Your goal: Needed from the entries below: every line that holds the word "example".

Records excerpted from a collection
————————

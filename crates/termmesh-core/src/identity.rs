//! Local identity resolution: git email -> identity hash, persisted instance
//! id, hostname.

use sha2::{Digest, Sha256};
use std::process::Command;

use crate::types::LocalIdentity;
use crate::{paths, CoreError, Result};

/// Outcome of attempting to resolve identity at daemon start. Matching the
/// spec's "no crash, disabled status" contract: a missing git email is not
/// an error, it is the `Disabled` variant.
pub enum IdentityResolution {
    Enabled(LocalIdentity),
    Disabled,
}

/// Resolves local identity the way the peer fabric needs it at startup.
/// Never fails outright: any lookup problem downgrades to `Disabled` rather
/// than propagating, since the absence of a configured git email is an
/// expected, common case (not every machine is paired for peering).
pub fn resolve() -> IdentityResolution {
    match git_user_email() {
        Some(email) if !email.trim().is_empty() => {
            let email = email.trim().to_string();
            let identity_hash = identity_hash(&email);
            let instance_id = match load_or_create_instance_id() {
                Ok(id) => id,
                Err(e) => {
                    tracing::warn!(error = %e, "could not resolve instance id, peer fabric disabled");
                    return IdentityResolution::Disabled;
                }
            };
            let hostname = hostname();
            IdentityResolution::Enabled(LocalIdentity {
                email,
                identity_hash,
                instance_id,
                hostname,
            })
        }
        _ => IdentityResolution::Disabled,
    }
}

fn git_user_email() -> Option<String> {
    let output = Command::new("git")
        .args(["config", "--global", "user.email"])
        .output()
        .ok()?;
    if !output.status.success() {
        return None;
    }
    String::from_utf8(output.stdout).ok()
}

/// First 16 hex chars of SHA-256(email), per the glossary definition of
/// identity hash.
pub fn identity_hash(email: &str) -> String {
    let mut hasher = Sha256::new();
    hasher.update(email.as_bytes());
    let digest = hasher.finalize();
    hex::encode(digest)[..16].to_string()
}

fn load_or_create_instance_id() -> Result<String> {
    let path = paths::instance_id_path()?;
    if path.exists() {
        let contents = std::fs::read_to_string(&path)?;
        let trimmed = contents.trim();
        if !trimmed.is_empty() {
            return Ok(trimmed.to_string());
        }
    }
    if let Some(parent) = path.parent() {
        std::fs::create_dir_all(parent)?;
    }
    let id = uuid::Uuid::new_v4().to_string();
    std::fs::write(&path, &id).map_err(CoreError::Io)?;
    Ok(id)
}

/// OS hostname. `whoami` is cross-platform and avoids shelling out except
/// where the OS itself requires it on that platform.
fn hostname() -> String {
    whoami::fallible::hostname().unwrap_or_else(|_| "unknown-host".to_string())
}

#[cfg(test)]
mod tests {
    use super::*;

    #[test]
    fn identity_hash_is_first_16_hex_chars_of_sha256() {
        let mut hasher = Sha256::new();
        hasher.update(b"alice@example.com");
        let expected = hex::encode(hasher.finalize())[..16].to_string();
        assert_eq!(identity_hash("alice@example.com"), expected);
        assert_eq!(identity_hash("alice@example.com").len(), 16);
    }

    #[test]
    fn identity_hash_is_deterministic() {
        assert_eq!(identity_hash("x@y.com"), identity_hash("x@y.com"));
        assert_ne!(identity_hash("x@y.com"), identity_hash("z@y.com"));
    }
}
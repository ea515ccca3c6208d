//! `termmesh peer {status,list,connect,disconnect}` — CLI wrappers around
//! the peer fabric surface exposed over IPC. Grounded the same way as
//! `commands::session` on the teacher's thin-wrapper-over-daemon-RPC style.

use anyhow::Result;
use termmesh_core::settings::SettingsManager;
use termmesh_core::types::PeerHostDescriptor;

use super::ipc_client::IpcClient;
use crate::daemon::ipc::IpcRequest;
use crate::daemon::peer_manager::PeerFabricStatus;

fn client() -> Result<IpcClient> {
    let settings = SettingsManager::load().unwrap_or_default();
    Ok(IpcClient::new(settings.ipc_port))
}

fn request_id() -> String {
    uuid::Uuid::new_v4().to_string()
}

pub async fn status() -> Result<()> {
    let value = client()?.call(IpcRequest::TunnelGetStatus { request_id: request_id() }).await?;
    let status: PeerFabricStatus = serde_json::from_value(value)?;
    if !status.enabled {
        println!("peer fabric disabled (no git user.email configured)");
        return Ok(());
    }
    let identity = status.identity.expect("enabled implies identity present");
    println!("peer fabric enabled");
    println!("   instance id: {}", identity.instance_id);
    println!("   hostname:    {}", identity.hostname);
    println!("   identity:    {}", identity.identity_hash);
    Ok(())
}

pub async fn list() -> Result<()> {
    let value = client()?.call(IpcRequest::GetDiscoveredHosts { request_id: request_id() }).await?;
    let hosts: Vec<PeerHostDescriptor> = serde_json::from_value(value)?;
    if hosts.is_empty() {
        println!("no peers discovered");
        return Ok(());
    }
    for host in hosts {
        println!(
            "{}  {}  {}:{}  {:?}",
            host.instance_id, host.hostname, host.address, host.port, host.status
        );
    }
    Ok(())
}

pub async fn connect(instance_id: String) -> Result<()> {
    client()?
        .call(IpcRequest::Connect { request_id: request_id(), instance_id: instance_id.clone() })
        .await?;
    println!("connected to {instance_id}");
    Ok(())
}

pub async fn disconnect(instance_id: String) -> Result<()> {
    client()?
        .call(IpcRequest::Disconnect { request_id: request_id(), instance_id: instance_id.clone() })
        .await?;
    println!("disconnected from {instance_id}");
    Ok(())
}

————————

Solution below:
        hasher.update(b"alice@example.com");
        assert_eq!(identity_hash("alice@example.com"), expected);
        assert_eq!(identity_hash("alice@example.com").len(), 16);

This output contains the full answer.